Bei Artikel 15c geht es vor allem um die Personendaten von Einbürgerungswilligen, die der Öffentlichkeit bekanntgegeben werden müssen. Die SVP stellt sich auf den Standpunkt, dass die grösstmögliche Transparenz eine grösstmögliche Akzeptanz bringen wird. Was bedeutet das nun? Ablehnende Entscheide entstehen oft aus einem Unwohlsein heraus - ein Unbehagen beispielsweise gegenüber einer anderen Religion. Offensive Information hilft nicht nur dem Stimmbürger, sondern insbesondere auch dem Einbürgerungswilligen. Dies war auch der Grund, Frau Hubmann, warum ich in der Kommission den Antrag stellte, die Religionszugehörigkeit in den Personendatenkatalog aufzunehmen.

Ich verstehe die Haltung der Minderheiten III (Roth-Bernasconi) und IV (Hubmann) nicht. Die Entscheidungsträger einer Einbürgerung dürfen doch wissen, welcher Religion jemand angehört; dann können sie sich nämlich damit auseinandersetzen. Sie, Frau Hubmann, versuchen immer wieder, Problemkreise möglichst auszublenden, damit man ja nicht darüber diskutiert. Die ganzen letzten Jahre haben Sie und Ihre Partei das versucht und gemacht, und Sie sind gescheitert. Ändern wir das wenigstens jetzt in dieser Vorlage.

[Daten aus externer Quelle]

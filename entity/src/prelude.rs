pub use super::contract::Entity as Contract;
pub use super::player::Entity as Player;
pub use super::salary_cap::Entity as SalaryCap;
pub use super::team::Entity as Team;
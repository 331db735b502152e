//! Integration tests for cleanup dispatch and ordering.
//!
//! These drive the `Cleaner` against a recording `RemoteShell` so the exact
//! command sequences can be asserted without a live instance.

use std::cell::RefCell;

use instance_clean::{Application, Cleaner, CmdOutput, Context, ExecuteError, RemoteShell};

/// Records every collaborator call; optionally fails the call at `fail_on`.
struct RecordingShell {
    log: RefCell<Vec<String>>,
    fail_on: Option<usize>,
}

impl RecordingShell {
    fn new() -> Self {
        Self {
            log: RefCell::new(Vec::new()),
            fail_on: None,
        }
    }

    /// Fail the `index`-th call (zero-based) with a non-zero exit.
    fn failing_at(index: usize) -> Self {
        Self {
            log: RefCell::new(Vec::new()),
            fail_on: Some(index),
        }
    }

    fn record(&self, entry: String) -> Result<(), ExecuteError> {
        let mut log = self.log.borrow_mut();
        let index = log.len();
        log.push(entry.clone());

        if self.fail_on == Some(index) {
            return Err(ExecuteError::CommandFailed {
                cmd: entry,
                code: Some(1),
            });
        }
        Ok(())
    }

    fn log(&self) -> Vec<String> {
        self.log.borrow().clone()
    }
}

impl RemoteShell for RecordingShell {
    fn execute_privileged(&self, args: &[&str]) -> Result<CmdOutput, ExecuteError> {
        self.record(args.join(" "))?;
        Ok(CmdOutput {
            stdout: String::new(),
            stderr: String::new(),
            exit_code: 0,
        })
    }

    fn remove_os_pkg(&self, packages: &[&str]) -> Result<(), ExecuteError> {
        self.record(format!("remove_os_pkg {}", packages.join(" ")))
    }
}

const GENERAL: [&str; 5] = [
    "systemctl stop ungit",
    "npm -g uninstall ungit",
    "rm -f /etc/systemd/system/ungit.service",
    "systemctl daemon-reload",
    "remove_os_pkg nodejs npm",
];

fn jupyter_commands(user: &str) -> Vec<String> {
    vec![
        "systemctl stop jupyter-notebook".to_string(),
        "pip2 uninstall -y notebook jupyter".to_string(),
        "pip3.5 uninstall -y notebook jupyter".to_string(),
        "rm -rf /usr/local/share/jupyter/".to_string(),
        format!("rm -rf /home/{user}/.jupyter/"),
        format!("rm -rf /home/{user}/.ipython/"),
        format!("rm -rf /home/{user}/.ipynb_checkpoints/"),
        format!("rm -rf /home/{user}/.local/share/jupyter/"),
        "rm -f /etc/systemd/system/jupyter-notebook.service".to_string(),
        "systemctl daemon-reload".to_string(),
    ]
}

#[test]
fn jupyter_runs_general_then_jupyter_commands() {
    let shell = RecordingShell::new();
    let cleaner = Cleaner::new(&shell, Context::new("dlab-user"));

    cleaner.clean(Application::Jupyter).unwrap();

    let mut expected: Vec<String> = GENERAL.iter().map(|c| c.to_string()).collect();
    expected.extend(jupyter_commands("dlab-user"));
    assert_eq!(shell.log(), expected);
}

#[test]
fn unknown_application_runs_only_general_cleanup() {
    let shell = RecordingShell::new();
    let cleaner = Cleaner::new(&shell, Context::new("dlab-user"));

    cleaner.clean(Application::from_arg("superset")).unwrap();

    let expected: Vec<String> = GENERAL.iter().map(|c| c.to_string()).collect();
    assert_eq!(shell.log(), expected);
}

#[test]
fn zeppelin_without_multiple_clusters_skips_livy() {
    let shell = RecordingShell::new();
    // Flag unset behaves as disabled.
    let cleaner = Cleaner::new(&shell, Context::new("dlab-user"));

    cleaner.clean(Application::Zeppelin).unwrap();

    let log = shell.log();
    assert_eq!(log.len(), GENERAL.len() + 4);
    assert_eq!(
        &log[GENERAL.len()..],
        [
            "systemctl stop zeppelin-notebook",
            "rm -rf /opt/zeppelin* /var/log/zeppelin /var/run/zeppelin",
            "rm -f /etc/systemd/system/zeppelin-notebook.service",
            "systemctl daemon-reload",
        ]
    );
    assert!(!log.iter().any(|c| c.contains("livy")));
}

#[test]
fn zeppelin_with_multiple_clusters_tears_down_livy() {
    let shell = RecordingShell::new();
    let ctx = Context::new("dlab-user").multiple_clusters(Some("true".into()));
    let cleaner = Cleaner::new(&shell, ctx);

    cleaner.clean(Application::Zeppelin).unwrap();

    let log = shell.log();
    assert_eq!(
        &log[GENERAL.len()..],
        [
            "systemctl stop zeppelin-notebook",
            "rm -rf /opt/zeppelin* /var/log/zeppelin /var/run/zeppelin",
            "systemctl stop livy-server",
            "rm -rf /opt/livy* /var/run/livy",
            "rm -f /etc/systemd/system/livy-server.service",
            "rm -f /etc/systemd/system/zeppelin-notebook.service",
            "systemctl daemon-reload",
        ]
    );
}

#[test]
fn zeppelin_with_flag_false_skips_livy() {
    let shell = RecordingShell::new();
    let ctx = Context::new("dlab-user").multiple_clusters(Some("false".into()));
    let cleaner = Cleaner::new(&shell, ctx);

    cleaner.clean(Application::Zeppelin).unwrap();
    assert!(!shell.log().iter().any(|c| c.contains("livy")));
}

#[test]
fn rstudio_removes_package_then_user_config() {
    let shell = RecordingShell::new();
    let cleaner = Cleaner::new(&shell, Context::new("ruser"));

    cleaner.clean(Application::Rstudio).unwrap();

    let log = shell.log();
    assert_eq!(
        &log[GENERAL.len()..],
        [
            "remove_os_pkg rstudio-server",
            "rm -f /home/ruser/.Rprofile",
            "rm -f /home/ruser/.Renviron",
        ]
    );
}

#[test]
fn tensor_runs_full_jupyter_sequence_first() {
    let shell = RecordingShell::new();
    let cleaner = Cleaner::new(&shell, Context::new("dlab-user"));

    cleaner.clean(Application::from_arg("deeplearning")).unwrap();

    let log = shell.log();
    let mut expected: Vec<String> = GENERAL.iter().map(|c| c.to_string()).collect();
    expected.extend(jupyter_commands("dlab-user"));
    expected.extend([
        "systemctl stop tensorboard".to_string(),
        "systemctl disable tensorboard".to_string(),
        "systemctl daemon-reload".to_string(),
    ]);
    assert_eq!(log, expected);
}

#[test]
fn failure_in_general_cleanup_aborts_before_specific_routine() {
    // Second general command fails; nothing after it may run.
    let shell = RecordingShell::failing_at(1);
    let cleaner = Cleaner::new(&shell, Context::new("dlab-user"));

    let err = cleaner.clean(Application::Jupyter).unwrap_err();
    assert!(err.to_string().contains("npm -g uninstall ungit"));

    let log = shell.log();
    assert_eq!(log.len(), 2);
    assert!(!log.iter().any(|c| c.contains("jupyter")));
}

#[test]
fn failure_mid_routine_stops_remaining_commands() {
    // Fail the pip3.5 uninstall (call 7: five general + two jupyter before it).
    let shell = RecordingShell::failing_at(7);
    let cleaner = Cleaner::new(&shell, Context::new("dlab-user"));

    let err = cleaner.clean(Application::Jupyter).unwrap_err();
    assert!(err.to_string().contains("pip3.5"));

    let log = shell.log();
    assert_eq!(log.len(), 8);
    assert!(!log.iter().any(|c| c.contains(".jupyter")));
}

#[test]
fn rstudio_package_removal_failure_skips_dotfile_removals() {
    // remove_os_pkg is the sixth call overall.
    let shell = RecordingShell::failing_at(5);
    let cleaner = Cleaner::new(&shell, Context::new("ruser"));

    let err = cleaner.clean(Application::Rstudio).unwrap_err();
    assert!(err.to_string().contains("rstudio-server"));

    let log = shell.log();
    assert_eq!(log.len(), 6);
    assert_eq!(log[5], "remove_os_pkg rstudio-server");
    assert!(!log.iter().any(|c| c.contains(".Rprofile")));
    assert!(!log.iter().any(|c| c.contains(".Renviron")));
}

Ich bitte Sie darum im Namen der SVP-Fraktion, die Anträge der Minderheiten II, III und IV abzulehnen. Ich bitte Sie, den Antrag der Minderheit V (Müller Philipp) anzunehmen - dies auch mit Blick auf andere Länder, die in ähnlichen Situationen sind wie wir. Als Beispiel nenne ich Ihnen Australien, das ein knallhartes Punktesystem kennt; dagegen sind wir noch Waisenknaben. Machen Sie einen ersten Schritt in Richtung Transparenz, und unterstützen Sie den Antrag der Minderheit V. Lehnen Sie alle anderen Minderheitsanträge ab.